Appena salito al potere aveva fatto imprigionare così tanti intellettuali dissidenti che nelle carceri non c’era più posto. Gli oppositori avevano rimpiazzato ladri e assassini, rimessi in libertà dall’oggi al domani: […] Disprezzava tutti, di punto in bianco perdeva le staffe e aggrediva, era temuto finanche dal sultano; […]. (p. 128)
Ziya è «un’anima nata con una profonda tenebra dentro di sé» (p. 9), nella sua tempra è scritto anche il suo destino. È merito indiscutibile dello scrittore aver creato un personaggio così straordinario quanto autentico nei sentimenti che prova, nelle emozioni così delicatamente intime e schiette che il lettore troverà difficile giustificare, come è successo a me, la scelta narrativa di anticipare quasi da subito la sorte che toccherà il giovane. Altan semina lungo il sentiero del racconto diversi indizi che preparano il lettore all’esito finale, quasi fosse la conseguenza più naturale quando si ha di fronte un personaggio incapace di gestire la passione dei sentimenti forti e il bisogno di dimostrarsi coraggioso e sprezzante del pericolo.
Ziya era uno di quegli individui creati per autodistruggersi. La dinamite che lo avrebbe annientato era nascosta nella sua anima; […]. (p. 91)
I dadi è stato scritto proprio durante la prigionia di Ahmet Altan, incarcerato dal 2016 per reati di opinione e liberato poi nel 2021 grazie a una sentenza della corte suprema turca sollecitata da Amnesty International e dal mondo della cultura turca ed europea, mossosi in difesa di colui che è a buon diritto lo scrittore e giornalista più importante e premiato della Turchia. È stato proprio grazie alla solitudine e al silenzio della prigione che il nostro ha dato vita a diversi scritti politici e critici, opere di narrativa pubblicati in Italia da Solferino e da e/o (al link alcune nostre recensioni). La scrittura ha rappresentato per Altan quello che i dadi sono stati per Ziya: una sorta di magia, un modo per dimenticare la morte.
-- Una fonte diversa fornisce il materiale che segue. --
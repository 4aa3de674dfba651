//! Throttled, coalescing Overpass client
//!
//! Upstream calls go through three layers, in order: a TTL cache keyed by
//! quantized bounding box, an in-flight table that collapses concurrent
//! requests for the same box into one shared upstream call, and a global
//! throttle gate enforcing a minimum interval between consecutive calls to
//! the Overpass instance.

use std::collections::HashMap;
use std::fmt;
use std::sync::Arc;
use std::sync::atomic::{AtomicU64, Ordering};
use std::time::Duration;

use domain::value_objects::{BoundsKey, GeoBounds};
use futures::FutureExt;
use futures::future::{BoxFuture, Shared};
use moka::future::Cache;
use reqwest::Client;
use serde::{Deserialize, Serialize};
use tokio::sync::Mutex;
use tokio::time::Instant;
use tracing::{debug, instrument, warn};

use crate::error::OverpassError;
use crate::models::{ApiResponse, StreetNetwork};

type SharedFetch = Shared<BoxFuture<'static, Result<StreetNetwork, OverpassError>>>;

/// Configuration for the Overpass client
#[derive(Debug, Clone, Serialize, Deserialize)]
pub struct OverpassConfig {
    /// API base URL (default: <https://overpass-api.de/api>)
    #[serde(default = "default_base_url")]
    pub base_url: String,

    /// Request timeout in seconds, also sent as the query timeout (default: 25)
    #[serde(default = "default_timeout")]
    pub timeout_secs: u64,

    /// Cache TTL in minutes (default: 60)
    #[serde(default = "default_cache_ttl_minutes")]
    pub cache_ttl_minutes: u64,

    /// Minimum interval between upstream calls in milliseconds (default: 2000)
    #[serde(default = "default_min_interval_ms")]
    pub min_interval_ms: u64,
}

fn default_base_url() -> String {
    "https://overpass-api.de/api".to_string()
}

const fn default_timeout() -> u64 {
    25
}

const fn default_cache_ttl_minutes() -> u64 {
    60
}

const fn default_min_interval_ms() -> u64 {
    2000
}

impl Default for OverpassConfig {
    fn default() -> Self {
        Self {
            base_url: default_base_url(),
            timeout_secs: default_timeout(),
            cache_ttl_minutes: default_cache_ttl_minutes(),
            min_interval_ms: default_min_interval_ms(),
        }
    }
}

impl OverpassConfig {
    /// Create a configuration suitable for testing
    #[must_use]
    pub fn for_testing() -> Self {
        Self {
            timeout_secs: 5,
            min_interval_ms: 0,
            ..Default::default()
        }
    }
}

/// Street geometry cache counters
#[derive(Debug, Clone, Copy, PartialEq, Eq)]
pub struct StreetCacheStats {
    /// Lookups answered from the cache
    pub hits: u64,
    /// Lookups that went upstream (or joined an in-flight call)
    pub misses: u64,
    /// Entries currently cached
    pub entries: u64,
}

/// Overpass street geometry client
pub struct OverpassClient {
    client: Client,
    config: OverpassConfig,
    cache: Cache<BoundsKey, StreetNetwork>,
    last_request: Arc<Mutex<Instant>>,
    in_flight: Arc<parking_lot::Mutex<HashMap<BoundsKey, SharedFetch>>>,
    hits: AtomicU64,
    misses: AtomicU64,
}

impl OverpassClient {
    /// Create a new client with the given configuration
    ///
    /// # Errors
    ///
    /// Returns an error if the HTTP client cannot be initialized.
    pub fn new(config: OverpassConfig) -> Result<Self, OverpassError> {
        let client = Client::builder()
            .timeout(Duration::from_secs(config.timeout_secs))
            .build()
            .map_err(|e| OverpassError::ConnectionFailed(e.to_string()))?;

        let cache = Cache::builder()
            .max_capacity(500)
            .time_to_live(Duration::from_secs(config.cache_ttl_minutes * 60))
            .build();

        let min_interval = Duration::from_millis(config.min_interval_ms);

        Ok(Self {
            client,
            config,
            cache,
            // Backdated so the first call is not throttled
            last_request: Arc::new(Mutex::new(Instant::now() - min_interval)),
            in_flight: Arc::new(parking_lot::Mutex::new(HashMap::new())),
            hits: AtomicU64::new(0),
            misses: AtomicU64::new(0),
        })
    }

    /// Fetch the named streets within a bounding box
    ///
    /// Served from cache when a fresh entry exists; otherwise joins any
    /// in-flight fetch for the same quantized box, or starts a new one.
    /// Failures are shared with every joined caller and never cached.
    ///
    /// # Errors
    ///
    /// Returns an error when the upstream call fails or its response
    /// cannot be parsed.
    #[instrument(skip(self), fields(%bounds))]
    pub async fn fetch_streets(&self, bounds: GeoBounds) -> Result<StreetNetwork, OverpassError> {
        let key = bounds.key();

        if let Some(network) = self.cache.get(&key).await {
            self.hits.fetch_add(1, Ordering::Relaxed);
            debug!(%key, streets = network.len(), "Street cache hit");
            return Ok(network);
        }
        self.misses.fetch_add(1, Ordering::Relaxed);

        let fetch = {
            let mut in_flight = self.in_flight.lock();
            if let Some(existing) = in_flight.get(&key) {
                debug!(%key, "Joining in-flight Overpass request");
                existing.clone()
            } else {
                let fetch = self.start_fetch(bounds, key);
                in_flight.insert(key, fetch.clone());
                fetch
            }
        };

        fetch.await
    }

    /// Cache counters and current size
    #[must_use]
    pub fn cache_stats(&self) -> StreetCacheStats {
        StreetCacheStats {
            hits: self.hits.load(Ordering::Relaxed),
            misses: self.misses.load(Ordering::Relaxed),
            entries: self.cache.entry_count(),
        }
    }

    /// Start an upstream fetch that settles the in-flight entry for `key`
    fn start_fetch(&self, bounds: GeoBounds, key: BoundsKey) -> SharedFetch {
        let client = self.client.clone();
        let config = self.config.clone();
        let cache = self.cache.clone();
        let last_request = Arc::clone(&self.last_request);
        let in_flight = Arc::clone(&self.in_flight);

        async move {
            let result = Self::fetch_upstream(&client, &config, &last_request, bounds).await;
            match &result {
                Ok(network) => {
                    cache.insert(key, network.clone()).await;
                    // Flush moka housekeeping so entry_count() reflects the insert
                    cache.run_pending_tasks().await;
                }
                Err(err) => warn!(%key, %err, "Overpass fetch failed"),
            }
            // The entry has settled; later callers go back through the cache
            in_flight.lock().remove(&key);
            result
        }
        .boxed()
        .shared()
    }

    async fn fetch_upstream(
        client: &Client,
        config: &OverpassConfig,
        last_request: &Mutex<Instant>,
        bounds: GeoBounds,
    ) -> Result<StreetNetwork, OverpassError> {
        Self::throttle(last_request, Duration::from_millis(config.min_interval_ms)).await;

        let url = format!("{}/interpreter", config.base_url);
        let query = Self::build_query(config.timeout_secs, bounds);
        debug!(%bounds, "Querying Overpass for street geometry");

        let response = client
            .post(&url)
            .form(&[("data", query)])
            .send()
            .await
            .map_err(|e| OverpassError::from_transport(&e))?;

        if let Some(err) = OverpassError::from_status(response.status()) {
            return Err(err);
        }

        let api: ApiResponse = response
            .json()
            .await
            .map_err(|e| OverpassError::ParseError(e.to_string()))?;

        let network = StreetNetwork::from(api);
        debug!(%bounds, streets = network.len(), "Parsed street network");
        Ok(network)
    }

    /// Enforce the minimum interval between upstream calls
    async fn throttle(last_request: &Mutex<Instant>, min_interval: Duration) {
        let mut last = last_request.lock().await;
        let elapsed = last.elapsed();
        if elapsed < min_interval {
            let wait = min_interval.saturating_sub(elapsed);
            debug!(?wait, "Throttling Overpass request");
            tokio::time::sleep(wait).await;
        }
        *last = Instant::now();
    }

    /// Overpass QL for all named highway ways in the box, with their nodes
    fn build_query(timeout_secs: u64, bounds: GeoBounds) -> String {
        format!(
            "[out:json][timeout:{timeout_secs}];way[\"highway\"][\"name\"]({},{},{},{});(._;>;);out body;",
            bounds.south(),
            bounds.west(),
            bounds.north(),
            bounds.east()
        )
    }
}

impl fmt::Debug for OverpassClient {
    fn fmt(&self, f: &mut fmt::Formatter<'_>) -> fmt::Result {
        f.debug_struct("OverpassClient")
            .field("config", &self.config)
            .field("cached_entries", &self.cache.entry_count())
            .finish_non_exhaustive()
    }
}
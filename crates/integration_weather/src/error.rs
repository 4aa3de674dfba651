//! Provider client errors

use application::ApplicationError;
use thiserror::Error;

/// Errors from a single upstream weather provider
#[derive(Debug, Error)]
pub enum ProviderError {
    /// Connection to the provider failed
    #[error("Connection failed: {0}")]
    ConnectionFailed(String),

    /// Request to the provider failed
    #[error("Request failed: {0}")]
    RequestFailed(String),

    /// Failed to parse the provider's response
    #[error("Parse error: {0}")]
    ParseError(String),

    /// Provider is temporarily unavailable
    #[error("Service unavailable: {0}")]
    ServiceUnavailable(String),

    /// Provider rate limit exceeded
    #[error("Rate limit exceeded")]
    RateLimitExceeded,

    /// Request timed out
    #[error("Request timed out")]
    Timeout,
}

impl ProviderError {
    /// Map a non-success HTTP status to the matching error
    pub(crate) fn from_status(status: reqwest::StatusCode) -> Option<Self> {
        if status == reqwest::StatusCode::TOO_MANY_REQUESTS {
            return Some(Self::RateLimitExceeded);
        }
        if status.is_server_error() {
            return Some(Self::ServiceUnavailable(format!("HTTP {status}")));
        }
        if !status.is_success() {
            return Some(Self::RequestFailed(format!("HTTP {status}")));
        }
        None
    }

    /// Map a reqwest transport error
    pub(crate) fn from_transport(err: &reqwest::Error) -> Self {
        if err.is_timeout() {
            Self::Timeout
        } else {
            Self::ConnectionFailed(err.to_string())
        }
    }
}

impl From<ProviderError> for ApplicationError {
    fn from(err: ProviderError) -> Self {
        match err {
            ProviderError::RateLimitExceeded => Self::RateLimited,
            other => Self::ExternalService(other.to_string()),
        }
    }
}
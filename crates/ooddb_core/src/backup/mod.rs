//! Point-in-time backups.
//!
//! A reference holds every user row; the increments after it hold each
//! committed transaction with its commit instant. Restoring to an instant
//! loads the newest reference at or before it and replays increments up
//! to it. The current increment is closed when it grows too large or too
//! old, and a [`BackupPolicy`] decides when a fresh reference is due.

mod file;

pub use file::{BackupFile, BackupKind, Snapshot};

use crate::config::BackupConfig;
use crate::error::{CoreError, CoreResult};
use crate::types::now_utc_millis;
use file::{BackupTransaction, IncrementWriter};
use ooddb_protocol::TableEvent;
use parking_lot::{Mutex, RwLock};
use std::fmt;
use std::sync::Arc;
use tracing::{debug, info, warn};

/// State a [`BackupPolicy`] decides on.
#[derive(Debug, Clone, Copy, PartialEq, Eq)]
pub struct BackupStatus {
    /// Increment files written since the last reference.
    pub increments_since_reference: usize,
    /// Instant of the last reference, if any.
    pub last_reference_utc: Option<u64>,
    /// Current instant.
    pub now_utc: u64,
}

/// Decides when a new reference must be built.
pub trait BackupPolicy: Send + Sync {
    /// Returns true when the next commit should produce a reference
    /// instead of extending the current increment.
    fn must_create_new_backup_reference(&self, status: &BackupStatus) -> bool;
}

/// Builds a reference every `max_increments` increment files.
#[derive(Debug, Clone, Copy)]
pub struct IncrementLimit {
    /// Increment files per reference.
    pub max_increments: usize,
}

impl BackupPolicy for IncrementLimit {
    fn must_create_new_backup_reference(&self, status: &BackupStatus) -> bool {
        status.increments_since_reference >= self.max_increments
    }
}

/// A restorable instant.
#[derive(Debug, Clone, Copy, PartialEq, Eq)]
pub struct RestorePoint {
    /// Milliseconds since the Unix epoch.
    pub utc: u64,
    /// Whether the instant is a reference or a transaction in an increment.
    pub kind: BackupKind,
}

struct State {
    files: Vec<BackupFile>,
    current: Option<IncrementWriter>,
    reference_owed: bool,
    last_timestamp: u64,
    last_transaction_utc: Option<u64>,
}

impl State {
    fn last_reference(&self) -> Option<&BackupFile> {
        self.files
            .iter()
            .rev()
            .find(|f| f.kind == BackupKind::Reference)
    }

    fn increments_since_reference(&self) -> usize {
        self.files
            .iter()
            .rev()
            .take_while(|f| f.kind == BackupKind::Increment)
            .count()
    }
}

/// Owns the backup directory of one database.
pub struct BackupRestoreManager {
    config: BackupConfig,
    policy: RwLock<Arc<dyn BackupPolicy>>,
    state: Mutex<State>,
}

impl BackupRestoreManager {
    /// Opens the backup directory, creating it if needed.
    ///
    /// A directory without any reference owes one on the next commit.
    pub fn open(config: BackupConfig) -> CoreResult<Self> {
        std::fs::create_dir_all(&config.directory)?;
        let files = file::list(&config.directory)?;
        let last_timestamp = files.last().map_or(0, |f| f.timestamp_utc);
        let last_transaction_utc = match files.last() {
            Some(last) if last.kind == BackupKind::Increment => file::read_increment(last)?
                .last()
                .map(|t| t.timestamp_utc)
                .or(Some(last.timestamp_utc)),
            Some(last) => Some(last.timestamp_utc),
            None => None,
        };
        let reference_owed = !files.iter().any(|f| f.kind == BackupKind::Reference);
        debug!(
            directory = %config.directory.display(),
            files = files.len(),
            reference_owed,
            "backup directory opened"
        );
        let policy = Arc::new(IncrementLimit {
            max_increments: config.max_increments_per_reference,
        });
        Ok(Self {
            config,
            policy: RwLock::new(policy),
            state: Mutex::new(State {
                files,
                current: None,
                reference_owed,
                last_timestamp,
                last_transaction_utc,
            }),
        })
    }

    /// Settings in use.
    #[must_use]
    pub fn config(&self) -> &BackupConfig {
        &self.config
    }

    /// Replaces the reference policy.
    pub fn set_policy(&self, policy: Arc<dyn BackupPolicy>) {
        *self.policy.write() = policy;
    }

    /// Next commit instant: now, bumped past every instant handed out so far.
    pub(crate) fn next_timestamp(&self) -> u64 {
        let mut state = self.state.lock();
        state.last_timestamp = now_utc_millis().max(state.last_timestamp + 1);
        state.last_timestamp
    }

    /// Makes the next commit build a reference.
    pub fn activate_backup_reference_creation(&self) {
        self.state.lock().reference_owed = true;
    }

    /// Returns true when the next commit will build a reference.
    #[must_use]
    pub fn is_reference_owed(&self) -> bool {
        self.state.lock().reference_owed
    }

    /// Backup files, oldest first.
    #[must_use]
    pub fn files(&self) -> Vec<BackupFile> {
        self.state.lock().files.clone()
    }

    /// Records one committed transaction.
    ///
    /// Builds a reference from `snapshot` instead when one is owed or the
    /// policy asks for it. On failure the next commit owes a reference.
    pub(crate) fn record_commit(
        &self,
        timestamp_utc: u64,
        events: &[TableEvent],
        snapshot: impl FnOnce() -> CoreResult<Snapshot>,
    ) -> CoreResult<()> {
        let mut state = self.state.lock();
        let status = BackupStatus {
            increments_since_reference: state.increments_since_reference(),
            last_reference_utc: state.last_reference().map(|f| f.timestamp_utc),
            now_utc: timestamp_utc,
        };
        let result = if state.reference_owed
            || self.policy.read().must_create_new_backup_reference(&status)
        {
            snapshot().and_then(|snapshot| self.write_reference(&mut state, timestamp_utc, &snapshot))
        } else {
            self.append_increment(&mut state, timestamp_utc, events)
        };
        match result {
            Ok(()) => {
                state.last_transaction_utc = Some(timestamp_utc);
                Ok(())
            }
            Err(e) => {
                warn!(error = %e, "backup write failed, a new reference is owed");
                state.reference_owed = true;
                state.current = None;
                Err(e)
            }
        }
    }

    /// Writes a reference from `snapshot` now.
    pub(crate) fn create_reference(&self, snapshot: &Snapshot) -> CoreResult<BackupFile> {
        let timestamp = self.next_timestamp();
        let mut state = self.state.lock();
        self.write_reference(&mut state, timestamp, snapshot)?;
        state
            .last_reference()
            .cloned()
            .ok_or_else(|| CoreError::backup("reference vanished after creation"))
    }

    fn write_reference(
        &self,
        state: &mut State,
        timestamp_utc: u64,
        snapshot: &Snapshot,
    ) -> CoreResult<()> {
        let file = file::write_reference(&self.config.directory, timestamp_utc, snapshot)?;
        info!(path = %file.path.display(), tables = snapshot.len(), "backup reference written");
        state.files.push(file);
        state.current = None;
        state.reference_owed = false;
        if let Err(e) = Self::clean(&self.config, state, timestamp_utc) {
            warn!(error = %e, "failed to remove old backups");
        }
        Ok(())
    }

    fn append_increment(
        &self,
        state: &mut State,
        timestamp_utc: u64,
        events: &[TableEvent],
    ) -> CoreResult<()> {
        let rotate = match &state.current {
            None => true,
            Some(current) => {
                let age = timestamp_utc.saturating_sub(current.file().timestamp_utc);
                current.size()? >= self.config.max_backup_file_size
                    || u128::from(age) >= self.config.max_backup_file_age.as_millis()
            }
        };
        if rotate {
            let writer = IncrementWriter::create(&self.config.directory, timestamp_utc)?;
            debug!(path = %writer.file().path.display(), "backup increment opened");
            state.files.push(writer.file().clone());
            state.current = Some(writer);
        }
        let transaction = BackupTransaction {
            timestamp_utc,
            events: events.to_vec(),
        };
        match state.current.as_mut() {
            Some(writer) => writer.append(&transaction),
            None => Err(CoreError::backup("no increment file open")),
        }
    }

    /// State of the user tables at `utc`.
    pub fn state_at(&self, utc: u64) -> CoreResult<Snapshot> {
        let files = self.files();
        let reference = files
            .iter()
            .rev()
            .find(|f| f.kind == BackupKind::Reference && f.timestamp_utc <= utc)
            .ok_or(CoreError::NoRestorePoint { utc })?;
        let mut snapshot = file::read_reference(reference)?;
        let increments = files.iter().filter(|f| {
            f.kind == BackupKind::Increment
                && f.timestamp_utc > reference.timestamp_utc
                && f.timestamp_utc <= utc
        });
        'replay: for increment in increments {
            for transaction in file::read_increment(increment)? {
                if transaction.timestamp_utc > utc {
                    break 'replay;
                }
                for event in transaction.events {
                    let rows = snapshot.entry(event.table).or_default();
                    match event.row {
                        Some(row) => {
                            rows.insert(event.primary_key, row);
                        }
                        None => {
                            rows.remove(&event.primary_key);
                        }
                    }
                }
            }
        }
        Ok(snapshot)
    }

    /// Every restorable instant, oldest first.
    pub fn restore_points(&self) -> CoreResult<Vec<RestorePoint>> {
        let files = self.files();
        let Some(first) = files.iter().position(|f| f.kind == BackupKind::Reference) else {
            return Ok(Vec::new());
        };
        let mut points = Vec::new();
        for f in &files[first..] {
            match f.kind {
                BackupKind::Reference => points.push(RestorePoint {
                    utc: f.timestamp_utc,
                    kind: BackupKind::Reference,
                }),
                BackupKind::Increment => {
                    points.extend(file::read_increment(f)?.into_iter().map(|t| RestorePoint {
                        utc: t.timestamp_utc,
                        kind: BackupKind::Increment,
                    }));
                }
            }
        }
        Ok(points)
    }

    /// Oldest instant a restore can reach.
    #[must_use]
    pub fn first_valid_reference_utc(&self) -> Option<u64> {
        self.state
            .lock()
            .files
            .iter()
            .find(|f| f.kind == BackupKind::Reference)
            .map(|f| f.timestamp_utc)
    }

    /// Instant of the last recorded commit.
    #[must_use]
    pub fn last_transaction_utc(&self) -> Option<u64> {
        self.state.lock().last_transaction_utc
    }

    /// Deletes files older than the newest reference at or before
    /// `now_utc - max_backup_age`. Returns how many were removed.
    pub fn clean_old_backups(&self, now_utc: u64) -> CoreResult<usize> {
        let mut state = self.state.lock();
        Self::clean(&self.config, &mut state, now_utc)
    }

    fn clean(config: &BackupConfig, state: &mut State, now_utc: u64) -> CoreResult<usize> {
        let Some(max_age) = config.max_backup_age else {
            return Ok(0);
        };
        let max_age = u64::try_from(max_age.as_millis()).unwrap_or(u64::MAX);
        let cutoff = now_utc.saturating_sub(max_age);
        let Some(keep_from) = state
            .files
            .iter()
            .rev()
            .find(|f| f.kind == BackupKind::Reference && f.timestamp_utc <= cutoff)
            .map(|f| f.timestamp_utc)
        else {
            return Ok(0);
        };
        let (old, kept): (Vec<_>, Vec<_>) = std::mem::take(&mut state.files)
            .into_iter()
            .partition(|f| f.timestamp_utc < keep_from);
        state.files = kept;
        for f in &old {
            std::fs::remove_file(&f.path)?;
        }
        if !old.is_empty() {
            info!(removed = old.len(), "old backups removed");
        }
        Ok(old.len())
    }
}
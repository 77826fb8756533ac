//! Registered tables.

use super::table::{ForeignKey, TableSchema};
use crate::error::{CoreError, CoreResult};
use parking_lot::RwLock;
use std::collections::{BTreeMap, BTreeSet};
use std::sync::Arc;

/// Tables known to a database, by name.
#[derive(Debug, Default)]
pub struct Catalog {
    tables: RwLock<BTreeMap<String, Arc<TableSchema>>>,
}

impl Catalog {
    /// Creates an empty catalog.
    #[must_use]
    pub fn new() -> Self {
        Self::default()
    }

    /// Adds a table after checking its foreign keys.
    ///
    /// Re-registering an identical declaration returns the existing entry.
    pub fn register(&self, schema: TableSchema) -> CoreResult<Arc<TableSchema>> {
        let mut tables = self.tables.write();
        if let Some(existing) = tables.get(schema.name()) {
            if existing.fingerprint() == schema.fingerprint() {
                return Ok(Arc::clone(existing));
            }
            return Err(CoreError::invalid_operation(format!(
                "table '{}' is already registered with another declaration",
                schema.name()
            )));
        }
        for fk in &schema.def().foreign_keys {
            let arity = if fk.references == schema.name() {
                schema.primary_key_fields().count()
            } else {
                tables
                    .get(&fk.references)
                    .ok_or_else(|| CoreError::TableNotFound(fk.references.clone()))?
                    .primary_key_fields()
                    .count()
            };
            if arity != fk.fields.len() {
                return Err(CoreError::invalid_operation(format!(
                    "foreign key of '{}' has {} fields but '{}' has a {arity}-field key",
                    schema.name(),
                    fk.fields.len(),
                    fk.references
                )));
            }
        }
        let schema = Arc::new(schema);
        tables.insert(schema.name().to_string(), Arc::clone(&schema));
        Ok(schema)
    }

    /// Looks a table up.
    pub fn get(&self, name: &str) -> CoreResult<Arc<TableSchema>> {
        self.tables
            .read()
            .get(name)
            .cloned()
            .ok_or_else(|| CoreError::TableNotFound(name.to_string()))
    }

    /// Every table, by name.
    #[must_use]
    pub fn all(&self) -> Vec<Arc<TableSchema>> {
        self.tables.read().values().cloned().collect()
    }

    /// Tables of one package.
    #[must_use]
    pub fn package_tables(&self, package: &str) -> Vec<Arc<TableSchema>> {
        self.tables
            .read()
            .values()
            .filter(|t| t.package() == package)
            .cloned()
            .collect()
    }

    /// Every declared package.
    #[must_use]
    pub fn packages(&self) -> BTreeSet<String> {
        self.tables
            .read()
            .values()
            .map(|t| t.package().to_string())
            .collect()
    }

    /// Foreign keys pointing at `table`, with their owning table.
    #[must_use]
    pub fn referencing(&self, table: &str) -> Vec<(Arc<TableSchema>, ForeignKey)> {
        self.tables
            .read()
            .values()
            .flat_map(|t| {
                t.def()
                    .foreign_keys
                    .iter()
                    .filter(|fk| fk.references == table)
                    .map(|fk| (Arc::clone(t), fk.clone()))
                    .collect::<Vec<_>>()
            })
            .collect()
    }
}
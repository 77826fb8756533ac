//! Outbound queue and per-peer transfer control.
//!
//! The dispatcher decides what must be sent to which peer. Work items are
//! kept in a FIFO queue; a transfer request for a peer that already has
//! one queued is fused into it. At most one batch per peer is in flight:
//! a peer gets its next batch only once the previous one is confirmed or
//! has gone stale.
//!
//! A registered observer (the networking side) is woken through a
//! one-slot channel: it receives a single token and is not woken again
//! until it has drained the queue.

use crate::config::SyncConfig;
use crate::error::{SyncError, SyncResult};
use crate::message::SyncMessage;
use crate::peers::{PeerArena, PeerLink};
use ooddb_core::{Database, DatabaseListener, Hook, PairingState, TransactionId, ValidationOutcome};
use ooddb_protocol::{HookId, TransactionIdCorrection};
use parking_lot::{Condvar, Mutex};
use std::collections::{BTreeMap, BTreeSet, VecDeque};
use std::fmt;
use std::sync::mpsc::{self, Receiver, SyncSender, TrySendError};
use std::sync::{Arc, Weak};
use std::time::{Duration, Instant};
use tracing::{debug, trace, warn};

#[derive(Default)]
struct Queue {
    events: VecDeque<SyncMessage>,
    closed: bool,
    /// The observer may be woken.
    can_notify: bool,
    /// The log grew since the last scan for pending peers.
    log_changed: bool,
    observer: Option<SyncSender<()>>,
}

impl Queue {
    fn pop(&mut self) -> Option<SyncMessage> {
        let next = self.events.pop_front();
        if self.events.is_empty() {
            self.can_notify = true;
        }
        next
    }

    fn wake_observer(&mut self) {
        if !self.can_notify {
            return;
        }
        let Some(observer) = &self.observer else {
            return;
        };
        match observer.try_send(()) {
            Ok(()) | Err(TrySendError::Full(())) => self.can_notify = false,
            Err(TrySendError::Disconnected(())) => self.observer = None,
        }
    }
}

/// Outbound queue of one database.
pub struct SynchronizationDispatcher {
    db: Arc<Database>,
    config: SyncConfig,
    queue: Mutex<Queue>,
    available: Condvar,
    peers: Mutex<PeerArena>,
}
Non si può non ricordare allora la dichiarazione di resistenza contenuta in quelle poche e incisive frasi scritte dall’autore nel suo toccante memoir Non rivedrò più il mondo (Solferino, 2018).
Potete mettermi in carcere, ma non potete tenermi in carcere, perché come tutti gli scrittori faccio una magia: posso attraversare i muri.